ASTANA, Aug 19 (Reuters) - Kazakh veterinary officials on Friday reported new bird deaths from avian influenza in a village in north Kazakhstan, the seventh place in the Central Asian state to report an outbreak of the disease. The news came after the World Health Organisation (WHO) called for tight checks in Russia and Kazakhstan to detect bird flu outbreaks amid fears the virus could spread westwards to Europe.

"Laboratory tests on the blood of seven (dead) birds detected bird flu antibodies in three of them," the Agriculture Ministry said in a statement.

The seven domestic birds were found dead on Aug. 15 and 16 in Nalobino, a northern Kazakh village near the Russian border, it said. A quarantine had been put in place.

There was no immediate word on whether the latest outbreak involved the deadly H5N1 strain of bird flu, which is dangerous to humans and which experts fear could unleash a global flu pandemic.

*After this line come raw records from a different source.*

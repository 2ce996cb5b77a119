//! Snapshot of the foreground accessibility tree.

use serde::{Deserialize, Serialize};

/// Screen-space bounds of a node.
#[derive(Debug, Clone, Copy, Default, PartialEq, Eq, Serialize, Deserialize)]
pub struct Rect {
    pub left: i32,
    pub top: i32,
    pub right: i32,
    pub bottom: i32,
}

impl Rect {
    pub fn new(left: i32, top: i32, right: i32, bottom: i32) -> Self {
        Self {
            left,
            top,
            right,
            bottom,
        }
    }

    pub fn width(&self) -> i32 {
        self.right - self.left
    }

    pub fn height(&self) -> i32 {
        self.bottom - self.top
    }
}

/// Display size used when the root node reports empty bounds.
#[derive(Debug, Clone, Copy, PartialEq, Eq, Serialize, Deserialize)]
pub struct Screen {
    pub width: i32,
    pub height: i32,
}

impl Default for Screen {
    fn default() -> Self {
        Self {
            width: 1080,
            height: 2400,
        }
    }
}

/// One node of the content tree.
#[derive(Debug, Clone, PartialEq, Serialize, Deserialize)]
#[serde(default, rename_all = "camelCase")]
pub struct ContentNode {
    pub text: Option<String>,
    pub content_description: Option<String>,
    pub selected: bool,
    pub checked: bool,
    pub visible: bool,
    pub bounds: Rect,
    pub children: Vec<ContentNode>,
}

impl Default for ContentNode {
    fn default() -> Self {
        Self {
            text: None,
            content_description: None,
            selected: false,
            checked: false,
            visible: true,
            bounds: Rect::default(),
            children: Vec::new(),
        }
    }
}

impl ContentNode {
    pub fn with_text(text: impl Into<String>) -> Self {
        Self {
            text: Some(text.into()),
            ..Self::default()
        }
    }

    pub fn with_description(description: impl Into<String>) -> Self {
        Self {
            content_description: Some(description.into()),
            ..Self::default()
        }
    }

    pub fn selected(mut self) -> Self {
        self.selected = true;
        self
    }

    pub fn checked(mut self) -> Self {
        self.checked = true;
        self
    }

    pub fn hidden(mut self) -> Self {
        self.visible = false;
        self
    }

    pub fn at(mut self, bounds: Rect) -> Self {
        self.bounds = bounds;
        self
    }

    pub fn child(mut self, child: ContentNode) -> Self {
        self.children.push(child);
        self
    }

    /// Text or content description contains `keyword`.
    pub fn mentions(&self, keyword: &str) -> bool {
        self.text.as_deref().is_some_and(|t| t.contains(keyword))
            || self
                .content_description
                .as_deref()
                .is_some_and(|d| d.contains(keyword))
    }

    /// First visible node (depth-first) mentioning `keyword`.
    ///
    /// Invisible nodes hide their whole subtree.
    pub fn find(&self, keyword: &str) -> Option<&ContentNode> {
        if !self.visible {
            return None;
        }
        if self.mentions(keyword) {
            return Some(self);
        }
        self.children.iter().find_map(|child| child.find(keyword))
    }

    pub fn contains(&self, keyword: &str) -> bool {
        self.find(keyword).is_some()
    }

    /// A node mentioning `keyword` is selected or checked.
    ///
    /// Unselected tab buttons of the same name do not count.
    pub fn has_selected_tab(&self, keyword: &str) -> bool {
        if self.mentions(keyword) && (self.selected || self.checked) {
            return true;
        }
        self.children
            .iter()
            .any(|child| child.has_selected_tab(keyword))
    }

    /// Screen size from the root bounds, or `fallback` per empty dimension.
    pub fn screen(&self, fallback: Screen) -> Screen {
        let width = self.bounds.width();
        let height = self.bounds.height();
        Screen {
            width: if width == 0 { fallback.width } else { width },
            height: if height == 0 { fallback.height } else { height },
        }
    }
}
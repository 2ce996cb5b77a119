//! Shared contracts between the enforcement side and the application store.
//!
//! Everything that crosses the bridge (block events, platform flags) is defined
//! here once, so the probe, the bridge codec and the store agree on field names.
//!
//! Also provides the `EventBus` trait used to notify UI observers.

mod bus;

pub use bus::{EmittedEvent, EventBus, EventBusRef, InMemoryEventBus, NullEventBus};

use serde::{Deserialize, Serialize};
use std::fmt;
use std::str::FromStr;

/// Emitted when a toggle was redirected to the permission settings.
pub const TOPIC_PERMISSION_REQUIRED: &str = "protection:permission_required";

/// Emitted after a block event has been recorded.
pub const TOPIC_CONTENT_BLOCKED: &str = "protection:content_blocked";

/// Emitted whenever the published protection state changes.
pub const TOPIC_STATE: &str = "protection:state";

/// A short-form video surface that can be blocked.
#[derive(Debug, Clone, Copy, PartialEq, Eq, Hash, Serialize, Deserialize)]
#[serde(rename_all = "camelCase")]
pub enum Platform {
    YoutubeShorts,
    InstagramReels,
    FacebookReels,
    Tiktok,
    SnapchatSpotlight,
}

impl Platform {
    /// All platforms in settings order.
    pub const ALL: [Platform; 5] = [
        Platform::YoutubeShorts,
        Platform::InstagramReels,
        Platform::FacebookReels,
        Platform::Tiktok,
        Platform::SnapchatSpotlight,
    ];

    /// Label carried in block events and shown to the user.
    pub fn label(&self) -> &'static str {
        match self {
            Platform::YoutubeShorts => "YouTube Shorts",
            Platform::InstagramReels => "Instagram Reels",
            Platform::FacebookReels => "Facebook Reels",
            Platform::Tiktok => "TikTok",
            Platform::SnapchatSpotlight => "Snapchat Spotlight",
        }
    }

    /// Short identifier used on the command line.
    pub fn slug(&self) -> &'static str {
        match self {
            Platform::YoutubeShorts => "youtube-shorts",
            Platform::InstagramReels => "instagram-reels",
            Platform::FacebookReels => "facebook-reels",
            Platform::Tiktok => "tiktok",
            Platform::SnapchatSpotlight => "snapchat-spotlight",
        }
    }

    /// Map a block event label back to a platform.
    ///
    /// Block events carry raw strings; unknown labels return `None` and are
    /// kept verbatim by callers.
    pub fn from_label(label: &str) -> Option<Platform> {
        Self::ALL.into_iter().find(|p| p.label() == label)
    }
}

impl fmt::Display for Platform {
    fn fmt(&self, f: &mut fmt::Formatter<'_>) -> fmt::Result {
        write!(f, "{}", self.label())
    }
}

/// Error returned when parsing an unknown platform name.
#[derive(Debug, Clone, PartialEq, Eq)]
pub struct UnknownPlatform(pub String);

impl fmt::Display for UnknownPlatform {
    fn fmt(&self, f: &mut fmt::Formatter<'_>) -> fmt::Result {
        write!(f, "unknown platform: {}", self.0)
    }
}

impl std::error::Error for UnknownPlatform {}

impl FromStr for Platform {
    type Err = UnknownPlatform;

    fn from_str(s: &str) -> Result<Self, Self::Err> {
        let needle = s.trim();
        Self::ALL
            .into_iter()
            .find(|p| {
                p.slug().eq_ignore_ascii_case(needle) || p.label().eq_ignore_ascii_case(needle)
            })
            .ok_or_else(|| UnknownPlatform(s.to_string()))
    }
}

/// Per-platform enable flags. Every flag defaults to `true`.
#[derive(Debug, Clone, Copy, PartialEq, Eq, Serialize, Deserialize)]
#[serde(rename_all = "camelCase")]
pub struct PlatformSettings {
    pub youtube_shorts: bool,
    pub instagram_reels: bool,
    pub facebook_reels: bool,
    pub tiktok: bool,
    pub snapchat_spotlight: bool,
}

impl Default for PlatformSettings {
    fn default() -> Self {
        Self {
            youtube_shorts: true,
            instagram_reels: true,
            facebook_reels: true,
            tiktok: true,
            snapchat_spotlight: true,
        }
    }
}

impl PlatformSettings {
    pub fn get(&self, platform: Platform) -> bool {
        match platform {
            Platform::YoutubeShorts => self.youtube_shorts,
            Platform::InstagramReels => self.instagram_reels,
            Platform::FacebookReels => self.facebook_reels,
            Platform::Tiktok => self.tiktok,
            Platform::SnapchatSpotlight => self.snapchat_spotlight,
        }
    }

    pub fn set(&mut self, platform: Platform, enabled: bool) {
        let flag = match platform {
            Platform::YoutubeShorts => &mut self.youtube_shorts,
            Platform::InstagramReels => &mut self.instagram_reels,
            Platform::FacebookReels => &mut self.facebook_reels,
            Platform::Tiktok => &mut self.tiktok,
            Platform::SnapchatSpotlight => &mut self.snapchat_spotlight,
        };
        *flag = enabled;
    }

    /// Copy with one flag changed.
    pub fn with(mut self, platform: Platform, enabled: bool) -> Self {
        self.set(platform, enabled);
        self
    }

    /// Platforms currently enabled, in settings order.
    pub fn enabled(&self) -> Vec<Platform> {
        Platform::ALL
            .into_iter()
            .filter(|p| self.get(*p))
            .collect()
    }
}

/// A single detected-and-dismissed piece of content.
///
/// Payload of the `onContentBlocked` event: `{"platform": ..., "timestamp": ...}`.
#[derive(Debug, Clone, PartialEq, Eq, Serialize, Deserialize)]
pub struct BlockEvent {
    /// Raw platform label as reported by the probe.
    pub platform: String,
    /// Detection time in milliseconds since epoch.
    pub timestamp: i64,
}

impl BlockEvent {
    pub fn new(platform: impl Into<String>, timestamp: i64) -> Self {
        Self {
            platform: platform.into(),
            timestamp,
        }
    }

    pub fn platform_kind(&self) -> Option<Platform> {
        Platform::from_label(&self.platform)
    }
}
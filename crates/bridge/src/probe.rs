//! Seams to the OS accessibility subsystem.

/// OS accessibility capability as seen by the bridge.
pub trait AccessibilityProbe: Send + Sync {
    /// Identifiers of all currently enabled accessibility services.
    ///
    /// Implementations return an empty list when the query fails.
    fn enabled_service_ids(&self) -> Vec<String>;

    /// Launch the OS accessibility settings surface.
    fn open_accessibility_settings(&self);
}

/// Notified after the bridge rewrote the shared settings, so the
/// enforcement side re-reads its configuration.
pub trait ReloadSignal: Send + Sync {
    fn reload(&self);
}

/// Reload signal for processes without a connected enforcement service.
pub struct NoReload;

impl ReloadSignal for NoReload {
    fn reload(&self) {}
}
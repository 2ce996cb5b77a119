//! Application configuration file.
//!
//! Looked up at `$FOCUSGUARD_CONFIG`, then `~/.config/focusguard/config.json`.
//! Every field is optional; a missing file means defaults.

use crate::constants::*;
use crate::store::StoreOptions;
use serde::{Deserialize, Serialize};
use std::path::{Path, PathBuf};
use std::time::Duration;

/// Error loading the configuration file.
#[derive(Debug, thiserror::Error)]
pub enum ConfigError {
    #[error("IO error reading {path}: {source}")]
    Io {
        path: PathBuf,
        #[source]
        source: std::io::Error,
    },
    #[error("Parse error in {path}: {source}")]
    Parse {
        path: PathBuf,
        #[source]
        source: serde_json::Error,
    },
}

#[derive(Debug, Clone, PartialEq, Eq, Serialize, Deserialize)]
#[serde(default)]
pub struct AppConfig {
    /// SQLite file holding settings and the block event log.
    pub database_path: PathBuf,

    /// Package id the accessibility service is registered under.
    pub package_id: String,

    pub history_capacity: usize,
    pub event_channel_capacity: usize,
    pub command_channel_capacity: usize,

    /// Minimum spacing between two content checks.
    pub check_interval_ms: u64,

    /// How long the block overlay stays up.
    pub overlay_duration_ms: u64,

    /// Delay between the two back navigations after the overlay hides.
    pub back_repeat_delay_ms: u64,

    /// `tracing_subscriber` filter used when `RUST_LOG` is unset.
    pub log_filter: String,
}

impl Default for AppConfig {
    fn default() -> Self {
        Self {
            database_path: default_database_path(),
            package_id: DEFAULT_PACKAGE_ID.to_string(),
            history_capacity: HISTORY_CAPACITY,
            event_channel_capacity: EVENT_CHANNEL_CAPACITY,
            command_channel_capacity: COMMAND_CHANNEL_CAPACITY,
            check_interval_ms: 500,
            overlay_duration_ms: 2000,
            back_repeat_delay_ms: 300,
            log_filter: DEFAULT_LOG_FILTER.to_string(),
        }
    }
}

fn default_database_path() -> PathBuf {
    dirs::data_local_dir()
        .unwrap_or_else(|| PathBuf::from("."))
        .join("focusguard")
        .join("focusguard.db")
}

impl AppConfig {
    /// Config file location: `$FOCUSGUARD_CONFIG`, else the user config dir.
    pub fn default_path() -> Option<PathBuf> {
        if let Some(path) = std::env::var_os(CONFIG_ENV_VAR) {
            return Some(PathBuf::from(path));
        }
        dirs::config_dir().map(|config| config.join("focusguard").join("config.json"))
    }

    /// Load from [`AppConfig::default_path`], or defaults if there is none.
    pub fn load() -> Result<Self, ConfigError> {
        match Self::default_path() {
            Some(path) => Self::load_from(&path),
            None => Ok(Self::default()),
        }
    }

    /// Load a config file. A file that does not exist yields defaults.
    pub fn load_from(path: &Path) -> Result<Self, ConfigError> {
        let content = match std::fs::read_to_string(path) {
            Ok(content) => content,
            Err(e) if e.kind() == std::io::ErrorKind::NotFound => {
                tracing::debug!(path = %path.display(), "no config file, using defaults");
                return Ok(Self::default());
            }
            Err(e) => {
                return Err(ConfigError::Io {
                    path: path.to_path_buf(),
                    source: e,
                })
            }
        };

        let config = serde_json::from_str(&content).map_err(|e| ConfigError::Parse {
            path: path.to_path_buf(),
            source: e,
        })?;
        tracing::debug!(path = %path.display(), "config loaded");
        Ok(config)
    }

    pub fn store_options(&self) -> StoreOptions {
        StoreOptions {
            history_capacity: self.history_capacity.max(1),
            command_capacity: self.command_channel_capacity.max(1),
            event_capacity: self.event_channel_capacity.max(1),
        }
    }

    pub fn check_interval(&self) -> Duration {
        Duration::from_millis(self.check_interval_ms)
    }

    pub fn overlay_duration(&self) -> Duration {
        Duration::from_millis(self.overlay_duration_ms)
    }

    pub fn back_repeat_delay(&self) -> Duration {
        Duration::from_millis(self.back_repeat_delay_ms)
    }
}
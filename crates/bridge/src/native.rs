//! Platform-backed bridge.

use crate::emitter::{BlockEventEmitter, BlockEventStream};
use crate::probe::{AccessibilityProbe, NoReload, ReloadSignal};
use crate::{BlockingBridge, Result};
use async_trait::async_trait;
use focusguard_events::PlatformSettings;
use focusguard_storage::{
    read_platform_settings, read_protection_active, write_platform_settings,
    write_protection_active, SettingsStore,
};
use std::sync::Arc;

/// Bridge backed by the OS accessibility probe and the shared settings store.
pub struct NativeBridge {
    package_id: String,
    probe: Arc<dyn AccessibilityProbe>,
    settings: Arc<dyn SettingsStore>,
    emitter: BlockEventEmitter,
    reload: Arc<dyn ReloadSignal>,
}

impl NativeBridge {
    pub fn new(
        package_id: impl Into<String>,
        probe: Arc<dyn AccessibilityProbe>,
        settings: Arc<dyn SettingsStore>,
        emitter: BlockEventEmitter,
    ) -> Self {
        Self {
            package_id: package_id.into(),
            probe,
            settings,
            emitter,
            reload: Arc::new(NoReload),
        }
    }

    /// Attach the enforcement service that re-reads settings after writes.
    pub fn with_reload(mut self, reload: Arc<dyn ReloadSignal>) -> Self {
        self.reload = reload;
        self
    }

    pub fn package_id(&self) -> &str {
        &self.package_id
    }

    pub fn emitter(&self) -> &BlockEventEmitter {
        &self.emitter
    }
}

#[async_trait]
impl BlockingBridge for NativeBridge {
    fn is_supported(&self) -> bool {
        true
    }

    async fn is_accessibility_enabled(&self) -> bool {
        let enabled = self
            .probe
            .enabled_service_ids()
            .iter()
            .any(|id| id.contains(&self.package_id));
        tracing::debug!(enabled, "accessibility service status");
        enabled
    }

    async fn open_permission_settings(&self) {
        tracing::info!("opening accessibility settings");
        self.probe.open_accessibility_settings();
    }

    async fn set_protection_active(&self, active: bool) -> Result<bool> {
        write_protection_active(self.settings.as_ref(), active)?;
        self.reload.reload();
        tracing::info!(active, "protection flag written");
        Ok(true)
    }

    async fn is_protection_active(&self) -> Result<bool> {
        Ok(read_protection_active(self.settings.as_ref())?)
    }

    async fn blocked_platforms(&self) -> Result<PlatformSettings> {
        Ok(read_platform_settings(self.settings.as_ref())?)
    }

    async fn set_blocked_platforms(&self, settings: PlatformSettings) -> Result<bool> {
        write_platform_settings(self.settings.as_ref(), &settings)?;
        self.reload.reload();
        tracing::info!(?settings, "platform flags written");
        Ok(true)
    }

    fn subscribe(&self, capacity: usize) -> BlockEventStream {
        self.emitter.listen(capacity)
    }
}

#[cfg(test)]
mod tests {
    use super::*;
    use focusguard_events::{BlockEvent, Platform};
    use focusguard_storage::MemorySettingsStore;
    use std::sync::atomic::{AtomicUsize, Ordering};

    struct FakeProbe {
        services: Vec<String>,
        opened: AtomicUsize,
    }

    impl AccessibilityProbe for FakeProbe {
        fn enabled_service_ids(&self) -> Vec<String> {
            self.services.clone()
        }

        fn open_accessibility_settings(&self) {
            self.opened.fetch_add(1, Ordering::SeqCst);
        }
    }

    #[derive(Default)]
    struct CountingReload(AtomicUsize);

    impl ReloadSignal for CountingReload {
        fn reload(&self) {
            self.0.fetch_add(1, Ordering::SeqCst);
        }
    }

    fn bridge_with(services: &[&str]) -> (NativeBridge, Arc<FakeProbe>, Arc<CountingReload>) {
        let probe = Arc::new(FakeProbe {
            services: services.iter().map(|s| s.to_string()).collect(),
            opened: AtomicUsize::new(0),
        });
        let reload = Arc::new(CountingReload::default());
        let bridge = NativeBridge::new(
            "com.focusguard",
            probe.clone(),
            Arc::new(MemorySettingsStore::new()),
            BlockEventEmitter::new(),
        )
        .with_reload(reload.clone());
        (bridge, probe, reload)
    }

    #[tokio::test]
    async fn test_accessibility_enabled_matches_own_service() {
        let (bridge, _, _) = bridge_with(&[
            "com.other.app/.Service",
            "com.focusguard/.BlockingAccessibilityService",
        ]);
        assert!(bridge.is_accessibility_enabled().await);

        let (bridge, _, _) = bridge_with(&["com.other.app/.Service"]);
        assert!(!bridge.is_accessibility_enabled().await);

        let (bridge, _, _) = bridge_with(&[]);
        assert!(!bridge.is_accessibility_enabled().await);
    }

    #[tokio::test]
    async fn test_open_settings_forwards_to_probe() {
        let (bridge, probe, _) = bridge_with(&[]);
        bridge.open_permission_settings().await;
        assert_eq!(probe.opened.load(Ordering::SeqCst), 1);
    }

    #[tokio::test]
    async fn test_defaults_from_fresh_store() {
        let (bridge, _, _) = bridge_with(&[]);
        assert!(!bridge.is_protection_active().await.unwrap());
        assert_eq!(
            bridge.blocked_platforms().await.unwrap(),
            PlatformSettings::default()
        );
    }

    #[tokio::test]
    async fn test_writes_persist_and_signal_reload() {
        let (bridge, _, reload) = bridge_with(&[]);

        assert!(bridge.set_protection_active(true).await.unwrap());
        assert!(bridge.is_protection_active().await.unwrap());

        let settings = PlatformSettings::default().with(Platform::Tiktok, false);
        assert!(bridge.set_blocked_platforms(settings).await.unwrap());
        assert_eq!(bridge.blocked_platforms().await.unwrap(), settings);

        assert_eq!(reload.0.load(Ordering::SeqCst), 2);
    }

    #[tokio::test]
    async fn test_subscribe_receives_emitted_events() {
        let (bridge, _, _) = bridge_with(&[]);
        let mut stream = bridge.subscribe(4);

        bridge.emitter().emit(BlockEvent::new("TikTok", 7));
        assert_eq!(stream.recv().await, Some(BlockEvent::new("TikTok", 7)));
    }
}
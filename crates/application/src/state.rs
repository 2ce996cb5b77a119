use focusguard_events::{BlockEvent, PlatformSettings};
use serde::Serialize;

/// Store lifecycle. Only `Ready` serves commands other than hydrate.
#[derive(Debug, Clone, Copy, Default, PartialEq, Eq, Serialize)]
#[serde(rename_all = "camelCase")]
pub enum Phase {
    #[default]
    Uninitialized,
    Hydrating,
    Ready,
}

/// UI-visible protection state, as published by the store.
///
/// Before `Ready` this holds defaults: inactive, no permission, every
/// platform enabled, no activity.
#[derive(Debug, Clone, Default, PartialEq, Eq, Serialize)]
#[serde(rename_all = "camelCase")]
pub struct ProtectionSnapshot {
    pub phase: Phase,
    pub active: bool,
    pub has_permission: bool,
    pub platform_settings: PlatformSettings,
    pub blocked_today: u64,
    /// Newest first.
    pub recent_activity: Vec<BlockEvent>,
}

impl ProtectionSnapshot {
    pub fn is_ready(&self) -> bool {
        self.phase == Phase::Ready
    }

    /// Prepend `event` to the activity list, keeping at most `capacity`.
    pub(crate) fn push_recent(&mut self, event: BlockEvent, capacity: usize) {
        self.recent_activity.insert(0, event);
        self.recent_activity.truncate(capacity);
    }
}
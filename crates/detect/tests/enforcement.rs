//! Enforcement service wired to a native bridge over one SQLite database.

use focusguard_bridge::{AccessibilityProbe, BlockEventEmitter, BlockingBridge, NativeBridge};
use focusguard_detect::{
    BlockNotice, ContentDismisser, ContentNode, EnforcementService, OverlayTiming, ServiceOptions,
};
use focusguard_events::{BlockEvent, Platform, PlatformSettings};
use focusguard_storage::Database;
use std::sync::{Arc, Mutex};
use std::time::Duration;

struct GrantedProbe;

impl AccessibilityProbe for GrantedProbe {
    fn enabled_service_ids(&self) -> Vec<String> {
        vec!["com.focusguard/.BlockingAccessibilityService".to_string()]
    }

    fn open_accessibility_settings(&self) {}
}

#[derive(Default)]
struct RecordingDismisser {
    actions: Mutex<Vec<String>>,
}

impl RecordingDismisser {
    fn actions(&self) -> Vec<String> {
        self.actions.lock().unwrap().clone()
    }
}

impl ContentDismisser for RecordingDismisser {
    fn show_overlay(&self, notice: &BlockNotice) {
        self.actions
            .lock()
            .unwrap()
            .push(format!("show:{}", notice.platform));
    }

    fn hide_overlay(&self) {
        self.actions.lock().unwrap().push("hide".to_string());
    }

    fn navigate_back(&self) {
        self.actions.lock().unwrap().push("back".to_string());
    }
}

struct Fixture {
    bridge: NativeBridge,
    service: Arc<EnforcementService>,
    dismisser: Arc<RecordingDismisser>,
    emitter: BlockEventEmitter,
}

fn fixture() -> Fixture {
    let db = Arc::new(Database::open_in_memory().unwrap());
    let emitter = BlockEventEmitter::new();
    let dismisser = Arc::new(RecordingDismisser::default());
    let service = EnforcementService::connect(
        db.clone(),
        emitter.clone(),
        dismisser.clone(),
        ServiceOptions {
            overlay: OverlayTiming {
                display: Duration::from_millis(2000),
                back_repeat: Duration::from_millis(300),
            },
            ..ServiceOptions::default()
        },
    );
    let bridge = NativeBridge::new("com.focusguard", Arc::new(GrantedProbe), db, emitter.clone())
        .with_reload(service.clone());
    Fixture {
        bridge,
        service,
        dismisser,
        emitter,
    }
}

fn reels_tree() -> ContentNode {
    serde_json::from_value(serde_json::json!({
        "bounds": { "left": 0, "top": 0, "right": 1080, "bottom": 2400 },
        "children": [
            { "text": "Home" },
            { "contentDescription": "Reels", "selected": true },
            { "text": "Profile" }
        ]
    }))
    .unwrap()
}

#[tokio::test(start_paused = true)]
async fn test_bridge_writes_arm_the_service() {
    let f = fixture();
    let mut stream = f.bridge.subscribe(8);
    let tree = reels_tree();

    assert!(f
        .service
        .on_content_changed("com.instagram.android", Some(&tree), 1_000)
        .is_none());

    f.bridge.set_protection_active(true).await.unwrap();
    assert!(f.service.config().protection_active);

    let event = f
        .service
        .on_content_changed("com.instagram.android", Some(&tree), 2_000)
        .unwrap();
    assert_eq!(event, BlockEvent::new("Instagram Reels", 2_000));
    assert_eq!(stream.recv().await, Some(event));
    assert!(f.service.overlay().is_shown());

    tokio::time::sleep(Duration::from_millis(2_400)).await;
    assert_eq!(
        f.dismisser.actions(),
        vec!["show:Instagram Reels", "hide", "back", "back"]
    );
    assert!(!f.service.overlay().is_shown());
}

#[tokio::test(start_paused = true)]
async fn test_platform_flags_reach_the_service() {
    let f = fixture();
    f.bridge.set_protection_active(true).await.unwrap();
    f.bridge
        .set_blocked_platforms(PlatformSettings::default().with(Platform::InstagramReels, false))
        .await
        .unwrap();

    let tree = reels_tree();
    assert!(f
        .service
        .on_content_changed("com.instagram.android", Some(&tree), 1_000)
        .is_none());
    assert!(f
        .service
        .on_content_changed("com.facebook.katana", Some(&tree), 2_000)
        .is_some());
}

#[tokio::test(start_paused = true)]
async fn test_overlay_is_not_stacked() {
    let f = fixture();
    f.bridge.set_protection_active(true).await.unwrap();
    let tree = reels_tree();

    assert!(f
        .service
        .on_content_changed("com.instagram.android", Some(&tree), 1_000)
        .is_some());
    assert!(f
        .service
        .on_content_changed("com.instagram.android", Some(&tree), 1_600)
        .is_some());

    tokio::time::sleep(Duration::from_millis(3_000)).await;
    let shows = f
        .dismisser
        .actions()
        .iter()
        .filter(|a| a.starts_with("show:"))
        .count();
    assert_eq!(shows, 1);
}

#[tokio::test]
async fn test_no_listener_still_blocks() {
    let f = fixture();
    f.bridge.set_protection_active(true).await.unwrap();
    assert!(!f.emitter.has_listener());

    let tree = reels_tree();
    assert!(f
        .service
        .on_content_changed("com.instagram.android", Some(&tree), 1_000)
        .is_some());
}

The WHO said 9,000 birds had died or been destroyed since the outbreak started in Kazakhstan late last month and 120,000 have perished in Russia.

The H5N1 virus has been detected in both countries, although so far no humans have caught the virus. It has killed more than 50 people in Asia since 2003.

Mass bird deaths in a Russian region to the west of the Ural mountains this week have stoked fears that the virus may be spreading to Europe as wild birds migrate for the winter.

As of Friday morning, the virus was officially registered in 40 Russian villages across western Siberia, while 78 other small settlements had suspected cases of the deadly disease, the Agriculture Ministry said in a statement.

Poultry farms and slaughterhouses in European Russia, including areas near Moscow, have beefed up veterinary checks and sanitary controls in the past few weeks to prevent the disease from reaching supermarkers and restaurants.

Germany´s government is to announce emergency restrictions on keeping poultry in the open while the Dutch government has decreed that all poultry must be kept indoors from Monday to prevent contact with migrating birds.